This Article is From Mar 17, 2016

With (Fake) Blood And Guts, US Army Practices For North Korean Attack

With (Fake) Blood And Guts, US Army Practices For North Korean Attack

A litter team of South Korean Army rushes to a triage station carrying "wounded" soldier from a Black Hawk during the wounded soldiers evacuation training on March 15, 2016 in South Korea. (Photo by Shin Woong-jae for the Washington Post)

ILDONG, South Korea: The worst cases - those with limbs missing and severe burns - were put on Black Hawk helicopters to the field hospital, while the less urgent victims traveled by military ambulance, stacked on stretchers in the back.

First stop: the outside triage station, where one soldier groaned as medics cut off his fatigues to discover his organs hanging out of his stomach. (Really, they were condoms filled with Kool-Aid and cocoa, to make the liquid a bit lumpy.)
 

Wounded soldiers evacuation training is shown on March 15, 2016 in Osan Air Base, Osan, South Korea. (Photo by Shin Woong-jae for the Washington Post)

It wasn't, obviously, a real battle scene - although the American and South Korean soldiers acted as though it was - but rather a two-day medical evacuation drill called Dragon Lift that ended Wednesday, part of joint spring military exercises.

They were simulating their response to an artillery attack from Kim Jong Un's army, on the site of a South Korean military hospital eight miles from the border with North Korea and not far from Uijeongbu, the setting for the Korean War television series "M.A.S.H."

Thirty American and South Korean soldiers in fake blood and ripped uniforms were taken from triage to the emergency room, where doctors and nurses drew blood (for real) from Spec. Kathleen Erwin, who had "internal bleeding," and intubated (just pretend) Pvt. Matthew Calkins Camp, who had "laryngeal trauma."
 

PFC Matthew Calkins and Specialist Kathleen Erwin of U.S. Eighth Army are shown in a Black Hawk helicopterduring wounded soldiers evacuation training on March 15, 2016, Pocheon, South Korea. (Shin Woong-jae - For The Washington Post)
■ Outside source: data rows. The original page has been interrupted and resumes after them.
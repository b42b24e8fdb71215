//! Material catalog and the wall-print price formula.
//!
//! `total = round(width * height * price_per_sqm + BASE_FEE)`. The same
//! numbers feed the calculator endpoint and the assistant's persona, so the
//! two can never quote differently.

use crate::locale::Locale;
use serde::Serialize;
use thiserror::Error;

/// Fixed processing fee added to every order, in USD.
pub const BASE_FEE: f64 = 50.0;

/// Smallest wall side the calculator accepts, in meters.
pub const MIN_SIDE_M: f64 = 0.5;

/// Largest wall side the calculator accepts, in meters.
pub const MAX_SIDE_M: f64 = 100.0;

#[derive(Debug, Clone, Copy, PartialEq)]
pub struct Material {
    pub id: &'static str,
    pub price_per_sqm: f64,
    name_en: &'static str,
    name_ru: &'static str,
    description_en: &'static str,
    description_ru: &'static str,
}

impl Material {
    pub fn name(&self, locale: Locale) -> &'static str {
        match locale {
            Locale::En => self.name_en,
            Locale::Ru => self.name_ru,
        }
    }

    pub fn description(&self, locale: Locale) -> &'static str {
        match locale {
            Locale::En => self.description_en,
            Locale::Ru => self.description_ru,
        }
    }
}

pub static MATERIALS: [Material; 4] = [
    Material {
        id: "canvas",
        price_per_sqm: 45.0,
        name_en: "Premium Canvas",
        name_ru: "Премиум Холст",
        description_en: "High-quality textured cotton canvas, perfect for artistic reproductions.",
        description_ru: "Высококачественный текстурный хлопковый холст, идеален для художественных репродукций.",
    },
    Material {
        id: "vinyl",
        price_per_sqm: 30.0,
        name_en: "Self-Adhesive Vinyl",
        name_ru: "Самоклеящийся Винил",
        description_en: "Durable and washable material, ideal for modern interiors and commercial spaces.",
        description_ru: "Прочный и моющийся материал, идеален для современных интерьеров и коммерческих помещений.",
    },
    Material {
        id: "fresco",
        price_per_sqm: 65.0,
        name_en: "Digital Fresco",
        name_ru: "Цифровая Фреска",
        description_en: "Plaster-effect material that mimics traditional wall painting techniques.",
        description_ru: "Материал с эффектом штукатурки, имитирующий традиционную роспись стен.",
    },
    Material {
        id: "non-woven",
        price_per_sqm: 35.0,
        name_en: "Non-Woven Wallpaper",
        name_ru: "Флизелиновые Обои",
        description_en: "Eco-friendly breathable material, easy to apply and remove.",
        description_ru: "Экологичный дышащий материал, легко наносится и снимается.",
    },
];

pub fn find_material(id: &str) -> Option<&'static Material> {
    MATERIALS.iter().find(|m| m.id.eq_ignore_ascii_case(id.trim()))
}

#[derive(Debug, Error, PartialEq)]
pub enum PricingError {
    #[error("Unknown material: '{0}'")]
    UnknownMaterial(String),
    #[error("Invalid {side}: {value} (must be between {min} and {max} m)")]
    InvalidDimension {
        side: &'static str,
        value: f64,
        min: f64,
        max: f64,
    },
}

#[derive(Debug, Clone, PartialEq, Serialize)]
pub struct Quote {
    pub material: &'static str,
    pub area: f64,
    pub material_cost: f64,
    pub base_fee: f64,
    pub total: f64,
}

fn check_side(side: &'static str, value: f64) -> Result<f64, PricingError> {
    if !value.is_finite() || !(MIN_SIDE_M..=MAX_SIDE_M).contains(&value) {
        return Err(PricingError::InvalidDimension {
            side,
            value,
            min: MIN_SIDE_M,
            max: MAX_SIDE_M,
        });
    }
    Ok(value)
}

/// Raw formula, no validation: `width * height * rate + BASE_FEE`, rounded.
pub fn total_cost(width: f64, height: f64, price_per_sqm: f64) -> f64 {
    (width * height * price_per_sqm + BASE_FEE).round()
}

pub fn estimate(width: f64, height: f64, material_id: &str) -> Result<Quote, PricingError> {
    let width = check_side("width", width)?;
    let height = check_side("height", height)?;
    let material = find_material(material_id).ok_or_else(||
        PricingError::UnknownMaterial(material_id.to_string())
    )?;

    let area = width * height;
    let material_cost = area * material.price_per_sqm;
    Ok(Quote {
        material: material.id,
        area,
        material_cost,
        base_fee: BASE_FEE,
        total: total_cost(width, height, material.price_per_sqm),
    })
}

#[cfg(test)]
mod tests {
    use super::*;

    #[test]
    fn two_by_three_canvas_is_320() {
        assert_eq!(total_cost(2.0, 3.0, 45.0), 320.0);
        let quote = estimate(2.0, 3.0, "canvas").unwrap();
        assert_eq!(quote.total, 320.0);
        assert_eq!(quote.area, 6.0);
        assert_eq!(quote.material_cost, 270.0);
    }

    #[test]
    fn rounds_to_whole_dollars() {
        // 2.5 * 2.5 * 30 = 187.5, + 50 = 237.5
        assert_eq!(estimate(2.5, 2.5, "vinyl").unwrap().total, 238.0);
    }

    #[test]
    fn rejects_bad_input() {
        assert_eq!(
            estimate(2.0, 3.0, "marble"),
            Err(PricingError::UnknownMaterial("marble".into()))
        );
        assert!(matches!(
            estimate(0.1, 3.0, "canvas"),
            Err(PricingError::InvalidDimension { side: "width", .. })
        ));
        assert!(estimate(2.0, f64::NAN, "canvas").is_err());
    }

    #[test]
    fn huge_walls_are_rejected_instead_of_overflowing() {
        assert!(matches!(
            estimate(1e200, 1e200, "canvas"),
            Err(PricingError::InvalidDimension { side: "width", .. })
        ));
        assert!(matches!(
            estimate(2.0, 100.5, "canvas"),
            Err(PricingError::InvalidDimension { side: "height", .. })
        ));
        let largest = estimate(MAX_SIDE_M, MAX_SIDE_M, "fresco").unwrap();
        assert!(largest.total.is_finite());
    }

    #[test]
    fn material_lookup_ignores_case() {
        assert_eq!(find_material("Fresco").map(|m| m.price_per_sqm), Some(65.0));
        assert_eq!(find_material("NON-WOVEN").map(|m| m.name(Locale::Ru)), Some("Флизелиновые Обои"));
    }
}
In the olive-green tents, there was even a decked-out operating theater, complete with surgeons and an anesthetist.

Once stabilized, the urgent cases were flown to the U.S. Air Force base at Osan and loaded on stretchers into the back of a Hercules - the top stretchers were hanging on hooks seven feet off the ground - for evacuation to Japan.
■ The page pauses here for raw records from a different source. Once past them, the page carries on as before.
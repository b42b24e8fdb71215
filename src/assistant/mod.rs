pub mod fallback;
pub mod phrases;

use crate::config::persona::system_instruction;
use crate::llm::chat::{ ChatClient, ChatError, PromptMessage };
use crate::locale::Locale;
use crate::models::chat::{ Conversation, Message };
use log::{ info, warn };
use serde::{ Deserialize, Serialize };
use std::sync::atomic::{ AtomicBool, Ordering };
use std::sync::Arc;
use std::time::Duration;

#[derive(Debug, Clone)]
pub struct AssistantConfig {
    /// Pause before a fallback reply is appended, so offline answers do not
    /// arrive noticeably faster than remote ones.
    pub fallback_delay: Duration,
    /// Upper bound for one remote completion call.
    pub request_timeout: Duration,
}

impl Default for AssistantConfig {
    fn default() -> Self {
        Self {
            fallback_delay: Duration::from_millis(800),
            request_timeout: Duration::from_secs(15),
        }
    }
}

#[derive(Debug, Clone, Copy, PartialEq, Eq, Serialize, Deserialize)]
#[serde(rename_all = "lowercase")]
pub enum ReplySource {
    Remote,
    Fallback,
}

#[derive(Debug, Clone)]
pub struct Reply {
    pub message: Message,
    pub source: ReplySource,
}

/// Shared view of the "assistant is typing" state.
#[derive(Debug, Clone, Default)]
pub struct PendingFlag(Arc<AtomicBool>);

impl PendingFlag {
    pub fn is_set(&self) -> bool {
        self.0.load(Ordering::SeqCst)
    }

    fn acquire(&self) -> PendingGuard {
        self.0.store(true, Ordering::SeqCst);
        PendingGuard(Arc::clone(&self.0))
    }
}

struct PendingGuard(Arc<AtomicBool>);

impl Drop for PendingGuard {
    fn drop(&mut self) {
        self.0.store(false, Ordering::SeqCst);
    }
}

/// One visitor's conversation with the site assistant.
///
/// `send` takes `&mut self`, so turns on one assistant never interleave;
/// callers that share an assistant put it behind a mutex and get FIFO
/// queueing of overlapping submissions.
pub struct ChatAssistant {
    client: Option<Arc<dyn ChatClient>>,
    config: AssistantConfig,
    conversation: Conversation,
    locale: Locale,
    pending: PendingFlag,
}

impl ChatAssistant {
    /// `client` is `None` when no completion credential is configured; every
    /// turn is then answered by the fallback resolver.
    pub fn new(client: Option<Arc<dyn ChatClient>>, config: AssistantConfig) -> Self {
        Self {
            client,
            config,
            conversation: Conversation::new(),
            locale: Locale::default(),
            pending: PendingFlag::default(),
        }
    }

    /// Seeds the greeting, or re-localizes it while the visitor has not
    /// written anything yet.
    pub fn initialize(&mut self, locale: Locale) {
        if self.conversation.is_empty() {
            self.conversation.push(Message::assistant(phrases::greeting(locale)));
        } else if locale != self.locale {
            self.conversation.replace_greeting(phrases::greeting(locale));
        }
        self.locale = locale;
    }

    pub fn locale(&self) -> Locale {
        self.locale
    }

    pub fn messages(&self) -> &[Message] {
        self.conversation.messages()
    }

    pub fn conversation(&self) -> &Conversation {
        &self.conversation
    }

    pub fn is_pending(&self) -> bool {
        self.pending.is_set()
    }

    pub fn pending_flag(&self) -> PendingFlag {
        self.pending.clone()
    }

    /// Runs one turn. Blank input is ignored and yields `None`; otherwise
    /// exactly one user message and one assistant message are appended.
    ///
    /// Cancel-safe: if the future is dropped after the user message went in,
    /// the fallback reply for that message is appended on drop.
    pub async fn send(&mut self, user_text: &str, locale: Locale) -> Option<Reply> {
        if user_text.trim().is_empty() {
            return None;
        }

        self.initialize(locale);
        self.conversation.push(Message::user(user_text));
        let prompt = self.build_prompt();
        let turn = Turn {
            conversation: &mut self.conversation,
            user_text,
            locale,
            answered: false,
            _pending: self.pending.acquire(),
        };

        let outcome = request_remote(
            self.client.as_deref(),
            &prompt,
            self.config.request_timeout
        ).await;
        let (text, source) = match outcome {
            Ok(Some(text)) => (text, ReplySource::Remote),
            Ok(None) => {
                warn!("Completion returned no usable text, replying with apology");
                (phrases::apology(locale).to_string(), ReplySource::Remote)
            }
            Err(e) => {
                match &e {
                    ChatError::NotConfigured => info!("No chat client configured, using local fallback"),
                    ChatError::InsufficientBalance =>
                        warn!("Completion API: Insufficient Balance. Switching to local fallback."),
                    _ => warn!("Using local fallback due to API error: {}", e),
                }
                tokio::time::sleep(self.config.fallback_delay).await;
                (fallback::resolve(user_text, locale), ReplySource::Fallback)
            }
        };

        let message = turn.answer(text);
        Some(Reply { message, source })
    }

    fn build_prompt(&self) -> Vec<PromptMessage> {
        let mut prompt = Vec::with_capacity(self.conversation.len() + 1);
        prompt.push(PromptMessage::new("system", system_instruction()));
        prompt.extend(
            self.conversation.messages()
                .iter()
                .map(|m| PromptMessage::new(m.sender.role(), m.text.clone()))
        );
        prompt
    }
}

/// The open half of a turn. Holds the pending flag until the assistant
/// message is in; an unanswered turn answers itself from the fallback.
struct Turn<'a> {
    conversation: &'a mut Conversation,
    user_text: &'a str,
    locale: Locale,
    answered: bool,
    _pending: PendingGuard,
}

impl Turn<'_> {
    fn answer(mut self, text: String) -> Message {
        self.answered = true;
        self.conversation.push(Message::assistant(text)).clone()
    }
}

impl Drop for Turn<'_> {
    fn drop(&mut self) {
        if !self.answered {
            warn!("Turn abandoned before a reply arrived, appending local fallback");
            let text = fallback::resolve(self.user_text, self.locale);
            self.conversation.push(Message::assistant(text));
        }
    }
}

async fn request_remote(
    client: Option<&dyn ChatClient>,
    prompt: &[PromptMessage],
    timeout: Duration
) -> Result<Option<String>, ChatError> {
    let client = client.ok_or(ChatError::NotConfigured)?;

    match tokio::time::timeout(timeout, client.complete(prompt)).await {
        Ok(result) => result.map(|resp| resp.content),
        Err(_) => Err(ChatError::Timeout(timeout)),
    }
}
The U.S. military still has 28,500 troops in South Korea - a legacy of the Korean War, which left the peninsula physically and ideologically divided - and they operate under the constant refrain that they should be ready to "fight tonight."

These kinds of exercises help the two militaries figure out how to work together, said Lt. Col. D.J. Kimbler, who was overseeing the field hospital. "It increases not only our readiness, but it increases the readiness of the alliance and makes us more ready to fight tonight here on the Korean Peninsula," he said.
 

A medical squad studies a soldier in a triage station during wounded soldiers evacuation training on March 15, 2016 in The Armed Forces Ildong Hospital, Pocheon, South Korea. (Shin Woong-jae for the Washington Post)

Twice a year, the American and South Korean militaries conduct joint exercises to prepare for a North Korean invasion or the sudden collapse of the regime.

But this year, the spring exercises are taking place at a particularly tense time: amid international condemnation of the North's January nuclear test and February long-range rocket launch.

The exercises - which include computer simulations of surgical strikes against the North Korean leadership - have elicited an angry response from Pyongyang.

In the latest of its almost-daily denunciations, North Korea said Wednesday that its army was ready "to fully counter the nuclear war provocation by the U.S. and its followers."

"All the operation groups of the revolutionary armed forces of the DPRK are fully ready to preempt merciless and annihilating strike at the enemies if they show even the slightest sign of provocation," the Rodong Sinmun, the mouthpiece of the Workers' Party, said in a commentary.